On Friday, the big box retailer was king.
But shoppers in and around Boston are supporting small businesses today, spurred in part by Small Business Saturday, a promotion aimed at driving customer traffic to local brick-and-mortar shops between Black Friday and its cousin, Cyber Monday.
In Jamaica Plain, Kim Mitchell, owner of Boing! JP’s Toy Shop, said that last year, she did about three times more business on Small Business Saturday than on Black Friday. And this Black Friday was busier than last year’s, she said.
“This is a toy holiday,” she said. “I’ll probably sell two dollhouses from January to December, and then I’ll sell five in December because that’s when people are willing to spend more.”
She said the store faces stiff competition from larger retailers, who can buy high volumes of last year’s stock and sell it cheaply. Some toy manufacturers prefer to unload, say, 1,000 train sets at a time onto a large retailer, Mitchell said, rather than sell them by the dozen to small shops.
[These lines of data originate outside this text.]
//! Common result type for hypothesis tests.
use serde::{Deserialize, Serialize};

/// Test statistic with its p-value.
#[derive(Debug, Clone, Copy, PartialEq, Serialize, Deserialize)]
pub struct TestOutcome {
    pub statistic: f64,
    pub p_value: f64,
}

impl TestOutcome {
    pub fn new(statistic: f64, p_value: f64) -> Self {
        Self { statistic, p_value: p_value.clamp(0.0, 1.0) }
    }

    /// `true` when the null hypothesis is rejected at level `alpha`.
    pub fn rejects_null(&self, alpha: f64) -> bool {
        self.p_value < alpha
    }
}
“I just can’t compete against that, even if I wanted to or tried,” she said. “The only place that I really worry about it is on the bigger-ticket items. … Where I try to make up the difference is in service, ease of shopping, and giving back to the community, like donating to schools.”
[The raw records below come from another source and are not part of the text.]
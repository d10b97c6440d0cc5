//! inference::hessian — standard errors from the observed information.
//!
//! Purpose
//! -------
//! Turn a fitted log-likelihood into coefficient standard errors. The
//! observed information `I(θ̂) = -∇²ℓ(θ̂)` is approximated by finite
//! differences and inverted through a symmetric eigendecomposition.
//!
//! Key behaviors
//! -------------
//! - [`calc_standard_errors`]: classical errors `sqrt(diag(I⁻¹))`.
//! - [`calc_robust_standard_errors`]: sandwich errors
//!   `sqrt(diag(I⁻¹ S I⁻¹))` where `S = Σₜ gₜ gₜᵀ` is the outer product of
//!   per-observation scores.
//!
//! Invariants & assumptions
//! ------------------------
//! - Eigenvalues at or below `EIGEN_EPS` are dropped from the inverse. A
//!   parameter that loads on a dropped (flat or indefinite) direction is not
//!   identified and its error is `NaN`, as is any negative variance.
//! - Callers pass functions of the *natural* parameters; no delta method is
//!   applied here.
use crate::optimization::{
    errors::OptResult,
    loglik_optimizer::{
        finite_diff::scalar_hessian,
        types::{Hessian, Theta},
    },
    numerical_stability::transformations::EIGEN_EPS,
};
use nalgebra::DMatrix;
use ndarray::{Array1, Array2};

/// Classical standard errors at `theta_hat` for a scalar log-likelihood.
///
/// # Errors
/// Propagates `HessianDimMismatch` / `InvalidHessian` from the
/// finite-difference Hessian.
pub fn calc_standard_errors<F: Fn(&Theta) -> f64>(
    loglik: &F, theta_hat: &Theta,
) -> OptResult<Array1<f64>> {
    let obs_info = observed_information(loglik, theta_hat)?;
    let (inv, unidentified) = pseudo_inverse(&obs_info);
    Ok(errors_from_variances(&inv, &unidentified))
}

/// Sandwich (QML) standard errors.
///
/// `contributions(θ)` returns the per-observation log-likelihood terms; their
/// sum must equal the scalar log-likelihood.
pub fn calc_robust_standard_errors<F, G>(
    loglik: &F, contributions: &G, theta_hat: &Theta,
) -> OptResult<Array1<f64>>
where
    F: Fn(&Theta) -> f64,
    G: Fn(&Theta) -> Array1<f64>,
{
    let obs_info = observed_information(loglik, theta_hat)?;
    let (inv, unidentified) = pseudo_inverse(&obs_info);
    let scores = score_outer_product(contributions, theta_hat);
    let sandwich = inv.dot(&scores).dot(&inv);
    Ok(errors_from_variances(&sandwich, &unidentified))
}

/// Loading² on a dropped eigenvector above which a parameter is unidentified.
const LOADING_EPS: f64 = 1e-8;

fn errors_from_variances(cov: &Array2<f64>, unidentified: &[bool]) -> Array1<f64> {
    cov.diag()
        .iter()
        .zip(unidentified)
        .map(|(&v, &flat)| if flat || v.is_nan() || v <= 0.0 { f64::NAN } else { v.sqrt() })
        .collect()
}

fn observed_information<F: Fn(&Theta) -> f64>(loglik: &F, theta_hat: &Theta) -> OptResult<Hessian> {
    let neg = |theta: &Theta| -loglik(theta);
    scalar_hessian(&neg, theta_hat)
}

/// `Σₜ gₜ gₜᵀ` with `gₜ` the central-difference gradient of the t-th term.
fn score_outer_product<G: Fn(&Theta) -> Array1<f64>>(contributions: &G, theta: &Theta) -> Array2<f64> {
    let k = theta.len();
    let n_obs = contributions(theta).len();
    let mut jac = Array2::<f64>::zeros((n_obs, k));
    for j in 0..k {
        let h = 1e-5 * theta[j].abs().max(1.0);
        let mut up = theta.clone();
        let mut down = theta.clone();
        up[j] += h;
        down[j] -= h;
        let diff = (contributions(&up) - contributions(&down)) / (2.0 * h);
        jac.column_mut(j).assign(&diff);
    }
    jac.t().dot(&jac)
}

fn fill_dmatrix(src: &Array2<f64>) -> DMatrix<f64> {
    let n = src.nrows();
    DMatrix::<f64>::from_fn(n, n, |i, j| src[[i, j]])
}

/// Moore–Penrose style inverse of a symmetric matrix with an eigenvalue floor.
///
/// Also returns, per coordinate, whether it loads on a dropped direction.
fn pseudo_inverse(mat: &Array2<f64>) -> (Array2<f64>, Vec<bool>) {
    let n = mat.nrows();
    let eigen = fill_dmatrix(mat).symmetric_eigen();
    let q = eigen.eigenvectors;
    let mut inv = Array2::<f64>::zeros((n, n));
    let mut unidentified = vec![false; n];
    for (k, &lambda) in eigen.eigenvalues.iter().enumerate() {
        if lambda.is_nan() || lambda <= EIGEN_EPS {
            for (i, flag) in unidentified.iter_mut().enumerate() {
                *flag |= q[(i, k)].powi(2) > LOADING_EPS;
            }
            continue;
        }
        for i in 0..n {
            for j in 0..n {
                inv[[i, j]] += q[(i, k)] * q[(j, k)] / lambda;
            }
        }
    }
    (inv, unidentified)
}

#[cfg(test)]
mod tests {
    use super::*;
    use approx::assert_relative_eq;
    use ndarray::array;

    #[test]
    // Purpose
    // -------
    // Classical errors of a Gaussian quadratic log-likelihood match the
    // analytic inverse information.
    //
    // Given
    // -----
    // - ℓ(θ) = -½ θᵀ A θ with A = diag(4, 1).
    //
    // Expect
    // ------
    // - SE = [1/2, 1].
    fn standard_errors_match_diagonal_quadratic() {
        let a = array![[4.0, 0.0], [0.0, 1.0]];
        let loglik = |theta: &Theta| -0.5 * theta.dot(&a.dot(theta));

        let se = calc_standard_errors(&loglik, &array![1.0, -1.0]).unwrap();

        assert_relative_eq!(se[0], 0.5, epsilon = 1e-4);
        assert_relative_eq!(se[1], 1.0, epsilon = 1e-4);
    }

    #[test]
    // Purpose
    // -------
    // A direction with zero curvature is dropped instead of producing ∞, and
    // the coordinate spanning it is flagged.
    //
    // Given
    // -----
    // - diag(2, 0).
    //
    // Expect
    // ------
    // - Inverse diag(0.5, 0); only the second coordinate is unidentified.
    fn pseudo_inverse_drops_null_directions() {
        let (inv, unidentified) = pseudo_inverse(&array![[2.0, 0.0], [0.0, 0.0]]);
        assert_relative_eq!(inv[[0, 0]], 0.5, epsilon = 1e-12);
        assert_relative_eq!(inv[[1, 1]], 0.0, epsilon = 1e-12);
        assert_eq!(unidentified, vec![false, true]);
    }

    #[test]
    // Purpose
    // -------
    // Parameters the likelihood cannot pin down get a NaN error, never 0.
    //
    // Given
    // -----
    // - ℓ(θ) = -(θ₀ + θ₁)² - θ₂²: θ₀ and θ₁ only enter through their sum;
    //   θ₂ has curvature 2.
    // - ℓ(θ) = θ₀² (curvature of the wrong sign).
    //
    // Expect
    // ------
    // - Classical and robust SEs of θ₀, θ₁ are NaN; SE of θ₂ = 1/√2.
    // - NaN for the indefinite case.
    fn flat_and_indefinite_directions_give_nan_errors() {
        let ridge = |theta: &Theta| -(theta[0] + theta[1]).powi(2) - theta[2].powi(2);
        let ridge_terms = |theta: &Theta| array![ridge(theta)];
        let theta_hat = array![0.3, -0.3, 0.0];

        let se = calc_standard_errors(&ridge, &theta_hat).unwrap();
        let robust = calc_robust_standard_errors(&ridge, &ridge_terms, &theta_hat).unwrap();
        assert!(se[0].is_nan() && se[1].is_nan());
        assert!(robust[0].is_nan() && robust[1].is_nan());
        assert_relative_eq!(se[2], 0.5_f64.sqrt(), epsilon = 1e-4);

        let convex = |theta: &Theta| theta[0].powi(2);
        assert!(calc_standard_errors(&convex, &array![0.0]).unwrap()[0].is_nan());
    }

    #[test]
    // Purpose
    // -------
    // For a correctly specified Gaussian mean model the sandwich and the
    // classical error coincide.
    //
    // Given
    // -----
    // - xₜ ∈ {-1, 1, -1, 1}, unit variance, ℓₜ(μ) = -½ (xₜ - μ)².
    //
    // Expect
    // ------
    // - Classical SE = 1/√4 = 0.5; robust SE = sqrt(Σ(xₜ-μ̂)²)/4 = 0.5.
    fn robust_errors_match_classical_when_scores_match_information() {
        let x = array![-1.0, 1.0, -1.0, 1.0];
        let contributions = |theta: &Theta| x.mapv(|xt| -0.5 * (xt - theta[0]).powi(2));
        let loglik = |theta: &Theta| contributions(theta).sum();
        let theta_hat = array![0.0];

        let classical = calc_standard_errors(&loglik, &theta_hat).unwrap();
        let robust = calc_robust_standard_errors(&loglik, &contributions, &theta_hat).unwrap();

        assert_relative_eq!(classical[0], 0.5, epsilon = 1e-4);
        assert_relative_eq!(robust[0], 0.5, epsilon = 1e-4);
    }
}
Adrienne Korman, a retired MetLife employee who lives in the neighborhood, said she came to the store to do some early Christmas shopping specifically because of the promotion.
“It’s important to support your local businesses and I try to do it as much as possible, though sometimes the bigger stores are cheaper,” Korman said.
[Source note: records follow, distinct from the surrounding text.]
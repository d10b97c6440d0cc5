//! loglik_optimizer::finite_diff — numerical Hessians for inference.
//!
//! Purpose
//! -------
//! Approximate the Hessian of a scalar log-likelihood at an estimate, so the
//! inference layer can invert the observed information without depending on
//! the `finitediff` API directly.
//!
//! Conventions
//! -----------
//! - [`scalar_hessian`] uses a second-difference stencil on the function
//!   values with step `ε^{1/4}·max(|θ_i|, 1)`. When the stencil yields a
//!   non-finite entry it falls back to [`compute_hessian`] over a
//!   central-difference gradient.
//! - Returned matrices are validated and symmetric.
use crate::optimization::{
    errors::OptResult,
    loglik_optimizer::{
        types::{Grad, Hessian, Theta},
        validation::validate_hessian,
    },
};
use finitediff::FiniteDiff;

/// Relative step of the second-difference stencil, roughly `ε^{1/4}`.
const HESSIAN_STEP: f64 = 1e-4;

/// Hessian of `f` at `theta` from a gradient-producing function `g`.
///
/// # Errors
/// `HessianDimMismatch` or `InvalidHessian` when both the central and the
/// forward approximation fail validation.
pub fn compute_hessian<G: Fn(&Theta) -> Grad>(g: &G, theta: &Theta) -> OptResult<Hessian> {
    let dim = theta.len();
    let mut cent_hess = theta.central_hessian(g);
    if validate_hessian(&cent_hess, dim).is_ok() {
        symmetrize_hess(&mut cent_hess);
        return Ok(cent_hess);
    }
    let mut forward_hess = theta.forward_hessian(g);
    validate_hessian(&forward_hess, dim)?;
    symmetrize_hess(&mut forward_hess);
    Ok(forward_hess)
}

/// Hessian of a scalar function `f` at `theta`.
pub fn scalar_hessian<F: Fn(&Theta) -> f64>(f: &F, theta: &Theta) -> OptResult<Hessian> {
    let dim = theta.len();
    let steps: Vec<f64> = theta.iter().map(|t| HESSIAN_STEP * t.abs().max(1.0)).collect();
    let f0 = f(theta);
    let eval = |moves: &[(usize, f64)]| {
        let mut x = theta.clone();
        for &(i, d) in moves {
            x[i] += d;
        }
        f(&x)
    };

    let mut hess = Hessian::zeros((dim, dim));
    for i in 0..dim {
        let hi = steps[i];
        hess[[i, i]] = (eval(&[(i, hi)]) - 2.0 * f0 + eval(&[(i, -hi)])) / (hi * hi);
        for j in 0..i {
            let hj = steps[j];
            let v = (eval(&[(i, hi), (j, hj)]) - eval(&[(i, hi), (j, -hj)])
                - eval(&[(i, -hi), (j, hj)])
                + eval(&[(i, -hi), (j, -hj)]))
                / (4.0 * hi * hj);
            hess[[i, j]] = v;
            hess[[j, i]] = v;
        }
    }
    if validate_hessian(&hess, dim).is_ok() {
        return Ok(hess);
    }
    let grad = |x: &Theta| -> Grad { x.central_diff(f) };
    compute_hessian(&grad, theta)
}

fn symmetrize_hess(hess: &mut Hessian) {
    for i in 0..hess.nrows() {
        for j in 0..i {
            let avg = 0.5 * (hess[[i, j]] + hess[[j, i]]);
            hess[[i, j]] = avg;
            hess[[j, i]] = avg;
        }
    }
}

#[cfg(test)]
mod tests {
    use super::*;
    use approx::assert_relative_eq;
    use ndarray::{Array2, array};

    #[test]
    // Purpose
    // -------
    // The scalar Hessian of a quadratic form matches its analytic matrix.
    //
    // Given
    // -----
    // - f(x) = x₀² + 3x₀x₁ + 2x₁², Hessian [[2, 3], [3, 4]].
    //
    // Expect
    // ------
    // - `scalar_hessian` ≈ the analytic matrix and is exactly symmetric.
    fn scalar_hessian_matches_quadratic_form() {
        let f = |x: &Theta| x[0].powi(2) + 3.0 * x[0] * x[1] + 2.0 * x[1].powi(2);

        let hess = scalar_hessian(&f, &array![0.3, -0.7]).unwrap();

        assert_relative_eq!(hess[[0, 0]], 2.0, epsilon = 1e-4);
        assert_relative_eq!(hess[[0, 1]], 3.0, epsilon = 1e-4);
        assert_relative_eq!(hess[[1, 1]], 4.0, epsilon = 1e-4);
        assert_eq!(hess[[0, 1]], hess[[1, 0]]);
    }

    #[test]
    // Purpose
    // -------
    // Symmetrization averages mirrored entries.
    //
    // Given
    // -----
    // - [[1, 2], [4, 1]].
    //
    // Expect
    // ------
    // - Off-diagonals become 3.
    fn symmetrize_hess_averages_off_diagonals() {
        let mut hess: Array2<f64> = array![[1.0, 2.0], [4.0, 1.0]];
        symmetrize_hess(&mut hess);
        assert_eq!(hess, array![[1.0, 3.0], [3.0, 1.0]]);
    }
}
American Express began supporting Small Business Saturday in 2010, and launching promotion to give cardholders $25 back when they spend that much at a qualifying store.
In the Porter Square section of Cambridge, Amy Barth, the manager of Susanna, a neighborhood women’s clothing store that has been in business for more than 30 years, said she noticed a slight uptick in customer traffic during the promotion last year.
“People get excited about it,” Barth said. “Twenty-five dollars of free money, why wouldn’t you use it?”
Soon after speaking to a reporter, Barth had a lengthy conversation with Bee Jouett, 54, a frequent customer who lives in Medford, about a sweater she was trying on. Jouett said that level of service and attention is one reason she remains loyal to the store.
“I’ve always loved Susanna’s, and I love supporting small businesses,” she said. “I feel like I’ve seen the same people working here for decades.”
Barth said Susanna has managed to weather the difficult economic times in recent years by maintaining a loyal customer base that expects high-quality service, as well as competitive prices.
“Customer service is why we’re still here,” she said.
Up the street at abodeon, a family-run business that offers vintage and modern handcrafted items, longtime customer and neighborhood resident Robin Kelsey, 51, was shopping with his family.
He said shops like abodeon offer unique inventory, unlike many large retailers.
“You can find things here that you can’t find anywhere else,” he said. “Everything here seems to have a purpose. It feels like they’ve done a very careful job of selecting these items.”
He said he also prefers shopping locally because of the community experience.
“We see people that we know all the time in this store and other stores around the neighborhood,” he said.
Kelsey, who has a youthful look, joked that “staying out of malls keeps me young.”
The federal government is also plugging the shop local movement today.
Karen G. Mills, the head of the US Small Business Administration, is scheduled to appear in Roslindale this afternoon during the neighborhood’s holiday tree lighting in Adams Park to to speak with small-business owners.
“Small businesses are the back bone of our communities,” Mills said in a statement. “And when we shop small, we not only get great products and services, but we support our neighbors and strengthen our local economies.”